### Input records
async fn apply_migration_sqlite(pool: &SqlitePool, migration: &Migration) -> Result<()> {
    for statement in split_sql_statements(migration.up_sqlite) {
        sqlx::query(statement)
            .execute(pool)
            .await
            .with_context(|| format!("Failed to execute: {}", truncate_sql(statement)))?;
    }

    sqlx::query("INSERT INTO _migrations (version, name) VALUES (?, ?)")
        .bind(migration.version)
        .bind(migration.name)
        .execute(pool)
        .await?;

    Ok(())
}

async fn apply_migration_mysql(pool: &MySqlPool, migration: &Migration) -> Result<()> {
    for statement in split_sql_statements(migration.up_mysql) {
        sqlx::query(statement)
            .execute(pool)
            .await
            .with_context(|| format!("Failed to execute: {}", truncate_sql(statement)))?;
    }

    sqlx::query("INSERT INTO _migrations (version, name) VALUES (?, ?)")
        .bind(migration.version)
        .bind(migration.name)
        .execute(pool)
        .await?;

    Ok(())
}

fn truncate_sql(sql: &str) -> String {
    match sql.char_indices().nth(100) {
        Some((idx, _)) => format!("{}...", &sql[..idx]),
        None => sql.to_string(),
    }
}

/// Split SQL into individual statements, skipping comment-only fragments
fn split_sql_statements(sql: &str) -> Vec<&str> {
    sql.split(';')
        .map(str::trim)
        .filter(|stmt| !stmt.is_empty() && !is_comment_only(stmt))
        .collect()
}

fn is_comment_only(s: &str) -> bool {
    s.lines()
        .map(str::trim)
        .all(|line| line.is_empty() || line.starts_with("--"))
}

/// Check if migrations are up to date
pub async fn is_up_to_date(pool: &DynDatabasePool) -> Result<bool> {
    Ok(pending_count(pool).await? == 0)
}

/// Get pending migrations count
pub async fn pending_count(pool: &DynDatabasePool) -> Result<usize> {
    create_migrations_table(pool).await?;

    let applied = get_applied_migrations(pool).await?;
    Ok(MIGRATIONS.len().saturating_sub(applied.len()))
}

pub fn total_migrations() -> usize {
    MIGRATIONS.len()
}

pub fn get_migration(version: i32) -> Option<&'static Migration> {
    MIGRATIONS.iter().find(|m| m.version == version)
}
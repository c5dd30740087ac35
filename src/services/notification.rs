//! In-app notifications
//!
//! Other services call [`NotificationService::notify_employee`] and friends
//! as a side effect; those calls log failures instead of returning them, so a
//! notification problem never undoes the action that triggered it.

use crate::db::repositories::{NewNotification, NotificationRepository, UserRepository};
use crate::models::{ListParams, Notification, NotificationKind, PagedResult};
use crate::services::error::{OrNotFound, ServiceResult};
use anyhow::Context;
use std::sync::Arc;

pub struct NotificationService {
    repo: Arc<dyn NotificationRepository>,
    user_repo: Arc<dyn UserRepository>,
}

impl NotificationService {
    pub fn new(repo: Arc<dyn NotificationRepository>, user_repo: Arc<dyn UserRepository>) -> Self {
        Self { repo, user_repo }
    }

    pub async fn notify(
        &self,
        user_id: i64,
        kind: NotificationKind,
        title: &str,
        message: &str,
        link: Option<&str>,
    ) -> ServiceResult<Notification> {
        let notification = self
            .repo
            .create(&NewNotification {
                user_id,
                kind,
                title: title.to_string(),
                message: message.to_string(),
                link: link.map(str::to_string),
            })
            .await
            .context("Failed to create notification")?;
        Ok(notification)
    }

    /// Notify a user, logging instead of failing
    pub async fn notify_user(
        &self,
        user_id: i64,
        kind: NotificationKind,
        title: &str,
        message: &str,
        link: Option<&str>,
    ) {
        if let Err(e) = self.notify(user_id, kind, title, message, link).await {
            tracing::warn!(user_id, kind = %kind, "Failed to notify user: {}", e);
        }
    }

    /// Notify the account linked to an employee, if there is one
    pub async fn notify_employee(
        &self,
        employee_id: i64,
        kind: NotificationKind,
        title: &str,
        message: &str,
        link: Option<&str>,
    ) {
        match self.user_repo.get_by_employee_id(employee_id).await {
            Ok(Some(user)) => self.notify_user(user.id, kind, title, message, link).await,
            Ok(None) => tracing::debug!(employee_id, "Employee has no account, notification skipped"),
            Err(e) => tracing::warn!(employee_id, "Failed to look up employee account: {:#}", e),
        }
    }

    pub async fn list(
        &self,
        user_id: i64,
        unread_only: bool,
        params: &ListParams,
    ) -> ServiceResult<PagedResult<Notification>> {
        let (items, total) = self
            .repo
            .list(user_id, unread_only, params)
            .await
            .context("Failed to list notifications")?;
        Ok(PagedResult::new(items, total, params))
    }

    pub async fn unread_count(&self, user_id: i64) -> ServiceResult<i64> {
        Ok(self
            .repo
            .unread_count(user_id)
            .await
            .context("Failed to count notifications")?)
    }

    pub async fn mark_read(&self, user_id: i64, id: i64) -> ServiceResult<()> {
        self.owned(user_id, id).await?;
        self.repo.mark_read(id).await.context("Failed to mark notification read")?;
        Ok(())
    }

    pub async fn mark_all_read(&self, user_id: i64) -> ServiceResult<i64> {
        Ok(self
            .repo
            .mark_all_read(user_id)
            .await
            .context("Failed to mark notifications read")?)
    }

    pub async fn delete(&self, user_id: i64, id: i64) -> ServiceResult<()> {
        self.owned(user_id, id).await?;
        self.repo.delete(id).await.context("Failed to delete notification")?;
        Ok(())
    }

    /// Someone else's notification looks the same as a missing one
    async fn owned(&self, user_id: i64, id: i64) -> ServiceResult<Notification> {
        self.repo
            .get_by_id(id)
            .await
            .context("Failed to get notification")?
            .filter(|n| n.user_id == user_id)
            .or_not_found("Notification", id)
    }
}

#[cfg(test)]
mod tests {
    use super::*;
    use crate::db::repositories::test_support::{insert_employee, insert_user, setup_pool};
    use crate::db::repositories::{SqlxNotificationRepository, SqlxUserRepository};
    use crate::models::UserRole;
    use crate::services::error::ServiceError;

    #[tokio::test]
    async fn test_notify_and_read() {
        let pool = setup_pool().await;
        let user = insert_user(&pool, "alice", UserRole::Employee, None).await;
        let service = NotificationService::new(
            SqlxNotificationRepository::boxed(pool.clone()),
            SqlxUserRepository::boxed(pool.clone()),
        );

        let first = service
            .notify(user.id, NotificationKind::General, "Hello", "Welcome aboard", None)
            .await
            .unwrap();
        service
            .notify(user.id, NotificationKind::General, "Again", "Second", Some("/home"))
            .await
            .unwrap();
        assert_eq!(service.unread_count(user.id).await.unwrap(), 2);

        service.mark_read(user.id, first.id).await.unwrap();
        let unread = service.list(user.id, true, &ListParams::default()).await.unwrap();
        assert_eq!(unread.total, 1);
        assert_eq!(unread.items[0].link.as_deref(), Some("/home"));

        assert_eq!(service.mark_all_read(user.id).await.unwrap(), 1);
        assert_eq!(service.unread_count(user.id).await.unwrap(), 0);
    }

    #[tokio::test]
    async fn test_cannot_touch_other_users_notifications() {
        let pool = setup_pool().await;
        let alice = insert_user(&pool, "alice", UserRole::Employee, None).await;
        let bob = insert_user(&pool, "bob", UserRole::Employee, None).await;
        let service = NotificationService::new(
            SqlxNotificationRepository::boxed(pool.clone()),
            SqlxUserRepository::boxed(pool.clone()),
        );

        let note = service
            .notify(alice.id, NotificationKind::General, "Private", "For Alice", None)
            .await
            .unwrap();
        assert!(matches!(service.mark_read(bob.id, note.id).await, Err(ServiceError::NotFound(_))));
        assert!(matches!(service.delete(bob.id, note.id).await, Err(ServiceError::NotFound(_))));

        service.delete(alice.id, note.id).await.unwrap();
        assert_eq!(service.unread_count(alice.id).await.unwrap(), 0);
    }

    #[tokio::test]
    async fn test_notify_employee_uses_linked_account() {
        let pool = setup_pool().await;
        let linked = insert_employee(&pool, "Ada", "Lovelace").await;
        let unlinked = insert_employee(&pool, "Alan", "Turing").await;
        let user = insert_user(&pool, "ada", UserRole::Employee, Some(linked.id)).await;
        let service = NotificationService::new(
            SqlxNotificationRepository::boxed(pool.clone()),
            SqlxUserRepository::boxed(pool.clone()),
        );

        service
            .notify_employee(linked.id, NotificationKind::PayslipIssued, "Paid", "Salary paid", None)
            .await;
        service
            .notify_employee(unlinked.id, NotificationKind::PayslipIssued, "Paid", "Salary paid", None)
            .await;

        assert_eq!(service.unread_count(user.id).await.unwrap(), 1);
    }
}
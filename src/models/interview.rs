//! Interview model

use chrono::{DateTime, Duration, Utc};
use serde::{Deserialize, Serialize};

#[derive(Debug, Clone, Serialize, Deserialize)]
pub struct Interview {
    pub id: i64,
    pub application_id: i64,
    /// Interviewing employee
    pub interviewer_id: i64,
    pub scheduled_at: DateTime<Utc>,
    pub duration_minutes: i64,
    pub location: Option<String>,
    pub status: InterviewStatus,
    pub feedback: Option<String>,
    /// 1..=5, set on completion
    pub rating: Option<i64>,
    pub created_at: DateTime<Utc>,
    pub updated_at: DateTime<Utc>,
}

impl Interview {
    pub fn ends_at(&self) -> DateTime<Utc> {
        self.scheduled_at + Duration::minutes(self.duration_minutes)
    }

    /// Whether this interview's slot intersects `[start, start + minutes)`
    pub fn overlaps(&self, start: DateTime<Utc>, minutes: i64) -> bool {
        let end = start + Duration::minutes(minutes);
        self.scheduled_at < end && start < self.ends_at()
    }
}

string_enum! {
    #[derive(Default)]
    pub enum InterviewStatus {
        #[default]
        Scheduled => "scheduled",
        Completed => "completed",
        Cancelled => "cancelled",
        NoShow => "no_show",
    }
}

#[derive(Debug, Clone, Deserialize)]
pub struct CreateInterviewInput {
    pub application_id: i64,
    pub interviewer_id: i64,
    pub scheduled_at: DateTime<Utc>,
    #[serde(default = "default_duration")]
    pub duration_minutes: i64,
    #[serde(default)]
    pub location: Option<String>,
}

fn default_duration() -> i64 {
    60
}

#[derive(Debug, Clone, Default, Deserialize)]
pub struct UpdateInterviewInput {
    #[serde(default)]
    pub interviewer_id: Option<i64>,
    #[serde(default)]
    pub scheduled_at: Option<DateTime<Utc>>,
    #[serde(default)]
    pub duration_minutes: Option<i64>,
    #[serde(default)]
    pub location: Option<String>,
}

#[derive(Debug, Clone, Default, Deserialize)]
pub struct InterviewFilter {
    #[serde(default)]
    pub application_id: Option<i64>,
    #[serde(default)]
    pub interviewer_id: Option<i64>,
    #[serde(default)]
    pub status: Option<InterviewStatus>,
    #[serde(default)]
    pub from: Option<DateTime<Utc>>,
    #[serde(default)]
    pub to: Option<DateTime<Utc>>,
}

#[cfg(test)]
mod tests {
    use super::*;
    use chrono::TimeZone;

    fn interview_at(hour: u32, minutes: i64) -> Interview {
        let at = Utc.with_ymd_and_hms(2024, 5, 6, hour, 0, 0).unwrap();
        Interview {
            id: 1,
            application_id: 1,
            interviewer_id: 1,
            scheduled_at: at,
            duration_minutes: minutes,
            location: None,
            status: InterviewStatus::Scheduled,
            feedback: None,
            rating: None,
            created_at: at,
            updated_at: at,
        }
    }

    #[test]
    fn test_overlap_detection() {
        let existing = interview_at(10, 60);
        let at = |h: u32, m: u32| Utc.with_ymd_and_hms(2024, 5, 6, h, m, 0).unwrap();

        assert!(existing.overlaps(at(10, 30), 60));
        assert!(existing.overlaps(at(9, 30), 45));
        assert!(existing.overlaps(at(9, 0), 180));
        // Back-to-back slots do not collide
        assert!(!existing.overlaps(at(11, 0), 30));
        assert!(!existing.overlaps(at(9, 0), 60));
    }
}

### Problem to solve
Look through the listing above and give the number of lines containing the string "repositories", with nothing else.

### Answer to this task
3